Letting Go of the Past and Moving On
- Margaret Kelly
- Jun 25, 2015
- 2 min read

This is an area where many people struggle and I come across this all the time. It is something I work on both personally and professionally. All of us have something in the past that haunts us, hinders us and stops us from moving forward. Something we keep going back to, something that may have been traumatic, made us afraid, something we keep going over again and again. We may be afraid that this might happen again? It could be a relationship break-up, a loss, a traumatic event, an accident or an abusive relationship. Whatever it is for you, you can learn from it and learn to let it go.
Ask yourself why am I holding on to this and what are my fears around letting this go? The past is just that, it is the past. It’s gone. Whatever happened to you in the past was very real at that time and may have been very painful for you. Once you have worked through this, whether that involves counselling or talking with family/friends, journaling, meditation, it is important to learn how to let it go. Continuing to go over and over it, sometimes many years later, keeps that pain alive. Yes, it is really important to learn from your past, to learn about yourself. You may need to take some responsibility for the part you played in it but you will remain stuck in the past if you do not make a conscious decision to learn from your past and then make the decision to let it go. The past only continues to exist when you keep bringing it back up. If you keep reliving the past, you may be re-traumatising yourself over and over again.

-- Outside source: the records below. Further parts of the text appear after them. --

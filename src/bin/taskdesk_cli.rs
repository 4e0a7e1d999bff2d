//!
//! taskdesk CLI binary
//! -------------------
//! Thin host for the auth core: sign in, inspect and revoke sessions, and
//! check permissions from a terminal. Configuration comes from `TASKDESK_*`
//! environment variables; set `TASKDESK_TOKEN_FILE` to keep the access token
//! and the refresh cookie between invocations.

use std::env;

use anyhow::{bail, Context, Result};

use taskdesk::identity::{can_manage_roles, can_manage_users, has_permission, perms};
use taskdesk::{ApiClient, ClientConfig, SessionManager};

fn print_usage(program: &str) {
    eprintln!(
        "Usage:\n  {program} login --email <e> --password <p> [--remember]\n  {program} logout\n  {program} whoami\n  {program} sessions\n  {program} revoke <session-id>\n  {program} revoke-others\n  {program} can <permission>\n\nEnvironment:\n  TASKDESK_API_URL             API base URL (required), e.g. http://localhost:4000/api\n  TASKDESK_TOKEN_FILE          file that persists the access token between runs;\n                               the refresh cookie goes to <name>.cookies.json beside it\n  TASKDESK_HTTP_TIMEOUT_SECS   request timeout in seconds (default 30)\n  RUST_LOG                     tracing filter, e.g. taskdesk=debug"
    );
}

#[tokio::main]
async fn main() -> Result<()> {
    let _ = tracing_subscriber::fmt()
        .with_env_filter(tracing_subscriber::EnvFilter::from_default_env())
        .with_writer(std::io::stderr)
        .try_init();

    let mut args: Vec<String> = env::args().collect();
    let program = args.remove(0);
    if args.is_empty() || args.iter().any(|a| a == "-h" || a == "--help") {
        print_usage(&program);
        return Ok(());
    }

    let config = ClientConfig::from_env()
        .context("loading configuration")?
        .with_user_agent(format!("taskdesk_cli/{}", env!("CARGO_PKG_VERSION")));
    let api = ApiClient::new(config).context("building API client")?;
    let sessions = SessionManager::new(api);

    let command = args.remove(0);
    match command.as_str() {
        "login" => {
            let mut email: Option<String> = None;
            let mut password: Option<String> = None;
            let mut remember = false;
            let mut i = 0;
            while i < args.len() {
                match args[i].as_str() {
                    "--email" => {
                        if i + 1 >= args.len() { bail!("--email requires a value"); }
                        email = Some(args[i + 1].clone());
                        i += 2;
                    }
                    "--password" => {
                        if i + 1 >= args.len() { bail!("--password requires a value"); }
                        password = Some(args[i + 1].clone());
                        i += 2;
                    }
                    "--remember" => { remember = true; i += 1; }
                    unk => bail!("unrecognized argument: {}", unk),
                }
            }
            let email = email.context("--email is required")?;
            let password = password.context("--password is required")?;
            let user = sessions.login(&email, &password, remember).await.context("login failed")?;
            println!("Welcome back, {}!", user.name);
        }
        "logout" => {
            sessions.logout().await;
            println!("Logged out");
        }
        "whoami" => {
            let Some(user) = sessions.restore().await.context("fetching current user")? else {
                bail!("not signed in (run `{} login ...`)", program);
            };
            println!("user: {} <{}>", user.name, user.email);
            println!("role: {}", user.role.name);
            for p in &user.role.permissions {
                println!("  {}", p);
            }
            let yes_no = |b: bool| if b { "yes" } else { "no" };
            println!(
                "tasks: create={} update={} delete={}",
                yes_no(has_permission(&user, perms::TASK_CREATE)),
                yes_no(has_permission(&user, perms::TASK_UPDATE)),
                yes_no(has_permission(&user, perms::TASK_DELETE))
            );
            println!("admin: users={} roles={}", yes_no(can_manage_users(&user)), yes_no(can_manage_roles(&user)));
        }
        "sessions" => {
            let list = sessions.list_sessions().await.context("listing sessions")?;
            for s in &list.sessions {
                let marker = if list.is_current(s) { "*" } else { " " };
                let device = s
                    .device_info
                    .as_ref()
                    .map(|d| format!("{} / {}", d.browser.as_deref().unwrap_or("?"), d.os.as_deref().unwrap_or("?")))
                    .unwrap_or_else(|| "unknown device".to_string());
                println!(
                    "{} {} {} ip={} last_activity={}",
                    marker,
                    s.id,
                    device,
                    s.ip_address.as_deref().unwrap_or("-"),
                    s.last_activity.to_rfc3339()
                );
            }
        }
        "revoke" => {
            let id = args.first().context("revoke requires a session id")?;
            sessions.revoke_session(id).await.with_context(|| format!("revoking session {}", id))?;
            println!("Revoked {}", id);
        }
        "revoke-others" => {
            let n = sessions.revoke_all_others().await.context("revoking other sessions")?;
            println!("Revoked {} session(s)", n);
        }
        "can" => {
            let perm = args.first().context("can requires a permission string")?;
            let Some(user) = sessions.restore().await.context("fetching current user")? else {
                bail!("not signed in");
            };
            let allowed = has_permission(&user, perm);
            println!("{}: {}", perm, if allowed { "allowed" } else { "denied" });
        }
        other => {
            eprintln!("Unrecognized command: {}", other);
            print_usage(&program);
            std::process::exit(2);
        }
    }
    Ok(())
}
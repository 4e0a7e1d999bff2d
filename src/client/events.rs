use std::sync::Arc;

use parking_lot::RwLock;
use tokio::sync::watch;
use tracing::info;

#[derive(Debug, Clone, Copy, PartialEq, Eq)]
pub enum AuthLostReason {
    Logout,
    RefreshFailed,
    RefreshedTokenRejected,
    AuthEndpointRejected,
}

#[derive(Debug, Clone, Copy, PartialEq, Eq)]
pub enum AuthStatus {
    SignedIn,
    SignedOut { reason: Option<AuthLostReason> },
}

type LostHook = Arc<dyn Fn(AuthLostReason) + Send + Sync>;

/// Publishes sign-in state to the hosting application.
///
/// Going signed-out is edge-triggered: however many callers report the loss,
/// subscribers and hooks see it once until the next sign-in.
pub struct AuthSignal {
    tx: watch::Sender<AuthStatus>,
    hooks: RwLock<Vec<LostHook>>,
}

impl AuthSignal {
    pub fn new(initial: AuthStatus) -> Self {
        let (tx, _rx) = watch::channel(initial);
        Self { tx, hooks: RwLock::new(Vec::new()) }
    }

    pub fn subscribe(&self) -> watch::Receiver<AuthStatus> {
        self.tx.subscribe()
    }

    pub fn status(&self) -> AuthStatus {
        *self.tx.borrow()
    }

    /// Hooks run synchronously on the signed-out transition, in registration order.
    pub fn on_authentication_lost<F>(&self, f: F)
    where
        F: Fn(AuthLostReason) + Send + Sync + 'static,
    {
        self.hooks.write().push(Arc::new(f));
    }

    pub fn signed_in(&self) {
        self.tx.send_if_modified(|s| {
            if *s == AuthStatus::SignedIn { return false; }
            *s = AuthStatus::SignedIn;
            true
        });
    }

    /// Returns true when this call performed the transition.
    pub fn authentication_lost(&self, reason: AuthLostReason) -> bool {
        let changed = self.tx.send_if_modified(|s| {
            if matches!(s, AuthStatus::SignedOut { reason: Some(_) }) { return false; }
            *s = AuthStatus::SignedOut { reason: Some(reason) };
            true
        });
        if changed {
            info!(target: "taskdesk::auth", "authentication lost: {:?}", reason);
            let hooks = self.hooks.read().clone();
            for h in hooks { h(reason); }
        }
        changed
    }
}

impl Default for AuthSignal {
    fn default() -> Self { Self::new(AuthStatus::SignedOut { reason: None }) }
}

Learn to let it go, by stopping thinking about it, once you have learned your lessons from it. You cannot change the past. That is outside of your control. It might still be affecting you, but you cannot change what has already happened. You can however change how you think about it and you can choose to let it go by stopping thinking about it and by stopping worrying about it.

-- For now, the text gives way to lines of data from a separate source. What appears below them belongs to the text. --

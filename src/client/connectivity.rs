//! HTTP client core.
//!
//! Attaches the bearer token, decodes error bodies once, and routes 401s
//! through the [`RefreshCoordinator`]. The refresh-token cookie lives in the
//! reqwest cookie store shared by the ordinary client and [`CookieRefresher`];
//! with a token file configured that store is a [`PersistentCookieJar`].

use std::sync::Arc;

use futures_util::future::BoxFuture;
use reqwest::{Method, StatusCode, Url};
use serde::de::DeserializeOwned;
use serde::{Deserialize, Serialize};
use tokio::sync::watch;
use tracing::{debug, warn};

use super::cookie_jar::PersistentCookieJar;
use super::events::{AuthLostReason, AuthSignal, AuthStatus};
use super::refresh::{RefreshCoordinator, TokenRefresher};
use super::token_store::{FileTokenStore, MemoryTokenStore, TokenStore};
use crate::config::ClientConfig;
use crate::error::{extract_server_message, ApiError, ApiResult};

pub const LOGIN_PATH: &str = "/auth/login";
pub const REFRESH_PATH: &str = "/auth/refresh";
pub const LOGOUT_PATH: &str = "/auth/logout";
pub const ME_PATH: &str = "/auth/me";
pub const SESSIONS_PATH: &str = "/auth/sessions";
pub const REVOKE_OTHERS_PATH: &str = "/auth/sessions/revoke-others";

fn normalize_path(path: &str) -> &str {
    let p = path.split(['?', '#']).next().unwrap_or(path);
    p.trim_end_matches('/')
}

/// Login, refresh and logout never go through the refresh flow; a 401 on
/// them is terminal.
pub fn is_auth_exempt(path: &str) -> bool {
    let p = normalize_path(path);
    p == LOGIN_PATH || p == REFRESH_PATH || p == LOGOUT_PATH
}

#[derive(Debug, Deserialize)]
struct RefreshResponse {
    token: String,
}

/// Calls `POST /auth/refresh`, authenticated by cookie only.
pub struct CookieRefresher {
    http: reqwest::Client,
    url: Url,
}

impl CookieRefresher {
    pub fn new(http: reqwest::Client, url: Url) -> Self { Self { http, url } }
}

impl TokenRefresher for CookieRefresher {
    fn refresh(&self) -> BoxFuture<'_, ApiResult<String>> {
        Box::pin(async move {
            let resp = self
                .http
                .post(self.url.clone())
                .json(&serde_json::json!({}))
                .send()
                .await?;
            let reply = Reply::read(resp).await?;
            let text = reply.into_result()?;
            let body: RefreshResponse = decode_body(&text)?;
            if body.token.is_empty() {
                return Err(ApiError::decode("refresh response carried an empty token"));
            }
            Ok(body.token)
        })
    }
}

struct Reply {
    status: StatusCode,
    body: String,
}

impl Reply {
    async fn read(resp: reqwest::Response) -> ApiResult<Self> {
        let status = resp.status();
        let body = resp.text().await.map_err(|e| ApiError::network(e.to_string()))?;
        Ok(Self { status, body })
    }

    fn message(&self) -> Option<String> { extract_server_message(&self.body) }

    fn into_result(self) -> ApiResult<String> {
        if self.status.is_success() {
            Ok(self.body)
        } else {
            let msg = self.message();
            Err(ApiError::from_status(self.status.as_u16(), msg))
        }
    }
}

/// Empty bodies decode as JSON `null`, so `()` and `Option<T>` accept 204s.
pub fn decode_body<T: DeserializeOwned>(text: &str) -> ApiResult<T> {
    let t = text.trim();
    let src = if t.is_empty() { "null" } else { t };
    serde_json::from_str(src).map_err(Into::into)
}

#[derive(Clone)]
pub struct ApiClient {
    config: Arc<ClientConfig>,
    http: reqwest::Client,
    coordinator: Arc<RefreshCoordinator>,
}

impl ApiClient {
    /// Token persistence follows the config: a file when `token_file` is set,
    /// memory otherwise.
    pub fn new(config: ClientConfig) -> ApiResult<Self> {
        let store: Arc<dyn TokenStore> = match config.token_file() {
            Some(p) => Arc::new(FileTokenStore::new(p.clone())),
            None => Arc::new(MemoryTokenStore::new()),
        };
        Self::with_token_store(config, store)
    }

    pub fn with_token_store(config: ClientConfig, tokens: Arc<dyn TokenStore>) -> ApiResult<Self> {
        let builder = match config.cookie_file() {
            Some(path) => reqwest::Client::builder().cookie_provider(Arc::new(PersistentCookieJar::load(path))),
            None => reqwest::Client::builder().cookie_store(true),
        };
        let http = builder
            .timeout(config.timeout())
            .user_agent(config.user_agent.clone())
            .build()
            .map_err(|e| ApiError::config(format!("failed to build HTTP client: {}", e)))?;
        let refresher = Arc::new(CookieRefresher::new(http.clone(), config.endpoint(REFRESH_PATH)?));
        let initial = if tokens.get().is_some() {
            AuthStatus::SignedIn
        } else {
            AuthStatus::SignedOut { reason: None }
        };
        let signal = Arc::new(AuthSignal::new(initial));
        let coordinator = Arc::new(RefreshCoordinator::new(tokens, signal, refresher));
        Ok(Self { config: Arc::new(config), http, coordinator })
    }

    pub fn config(&self) -> &ClientConfig { &self.config }
    pub fn coordinator(&self) -> &Arc<RefreshCoordinator> { &self.coordinator }
    pub fn signal(&self) -> &Arc<AuthSignal> { self.coordinator.signal() }
    pub fn subscribe(&self) -> watch::Receiver<AuthStatus> { self.signal().subscribe() }
    pub fn current_token(&self) -> Option<String> { self.coordinator.current_token() }

    pub async fn get<T: DeserializeOwned>(&self, path: &str) -> ApiResult<T> {
        self.request::<T, ()>(Method::GET, path, None).await
    }

    pub async fn post<T: DeserializeOwned, B: Serialize + ?Sized>(&self, path: &str, body: &B) -> ApiResult<T> {
        self.request(Method::POST, path, Some(body)).await
    }

    pub async fn put<T: DeserializeOwned, B: Serialize + ?Sized>(&self, path: &str, body: &B) -> ApiResult<T> {
        self.request(Method::PUT, path, Some(body)).await
    }

    pub async fn patch<T: DeserializeOwned, B: Serialize + ?Sized>(&self, path: &str, body: &B) -> ApiResult<T> {
        self.request(Method::PATCH, path, Some(body)).await
    }

    pub async fn delete<T: DeserializeOwned>(&self, path: &str) -> ApiResult<T> {
        self.request::<T, ()>(Method::DELETE, path, None).await
    }

    pub async fn request<T, B>(&self, method: Method, path: &str, body: Option<&B>) -> ApiResult<T>
    where
        T: DeserializeOwned,
        B: Serialize + ?Sized,
    {
        let body = body.map(serde_json::to_value).transpose()?;
        let text = self.execute(method, path, body).await?;
        decode_body(&text)
    }

    /// Send with retries for transient failures. Auth endpoints get exactly
    /// one attempt.
    pub(crate) async fn execute(&self, method: Method, path: &str, body: Option<serde_json::Value>) -> ApiResult<String> {
        let url = self.config.endpoint(path)?;
        let exempt = is_auth_exempt(path);
        let max = if exempt { 1 } else { self.config.retry().max_attempts(&method) };
        // survives network retries so a request refreshes at most once
        let mut refreshed = false;
        let mut attempt = 1;
        loop {
            let res = self.send_intercepted(&method, &url, body.as_ref(), exempt, &mut refreshed).await;
            match res {
                Err(e) if e.is_retryable() && attempt < max => {
                    attempt += 1;
                    let delay = self.config.retry().delay_for(attempt);
                    debug!(target: "taskdesk::http", "{} {} failed ({}); attempt {}/{} in {:?}", method, path, e, attempt, max, delay);
                    tokio::time::sleep(delay).await;
                }
                other => return other,
            }
        }
    }

    async fn send_intercepted(
        &self,
        method: &Method,
        url: &Url,
        body: Option<&serde_json::Value>,
        exempt: bool,
        refreshed: &mut bool,
    ) -> ApiResult<String> {
        let token = self.coordinator.current_token();
        let reply = self.send_once(method, url, body, token.as_deref()).await?;
        if reply.status != StatusCode::UNAUTHORIZED {
            return reply.into_result();
        }

        if exempt {
            warn!(target: "taskdesk::http", "{} {} rejected with 401; signing out", method, url.path());
            self.coordinator.terminate(AuthLostReason::AuthEndpointRejected);
            return Err(ApiError::auth_failure(reply.message()));
        }
        if *refreshed {
            self.coordinator.terminate(AuthLostReason::RefreshedTokenRejected);
            return Err(ApiError::auth_failure(reply.message()));
        }

        *refreshed = true;
        let fresh = self.coordinator.token_after_unauthorized(token.as_deref()).await?;
        let retry = self.send_once(method, url, body, Some(&fresh)).await?;
        if retry.status == StatusCode::UNAUTHORIZED {
            warn!(target: "taskdesk::http", "{} {} still 401 after refresh", method, url.path());
            self.coordinator.terminate(AuthLostReason::RefreshedTokenRejected);
            return Err(ApiError::auth_failure(retry.message()));
        }
        retry.into_result()
    }

    async fn send_once(
        &self,
        method: &Method,
        url: &Url,
        body: Option<&serde_json::Value>,
        bearer: Option<&str>,
    ) -> ApiResult<Reply> {
        let mut req = self.http.request(method.clone(), url.clone());
        if let Some(t) = bearer {
            req = req.bearer_auth(t);
        }
        if let Some(b) = body {
            req = req.json(b);
        }
        let resp = req.send().await?;
        Reply::read(resp).await
    }
}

It is not helpful or useful to keep worrying about it. This makes you anxious and is robbing you of the present and stealing any joy in your life right now. You may need to use distraction to help you when that worrying thought comes back, so think about something positive, plan something positive, something that will bring you joy now and in the future. Become more mindful of the present and focus on the now. Train yourself to stop worrying about the future or the past by focussing on what is happening in the present. If you need help with this, counselling is a great place to start. Please feel free to make contact with me for more information/appointment.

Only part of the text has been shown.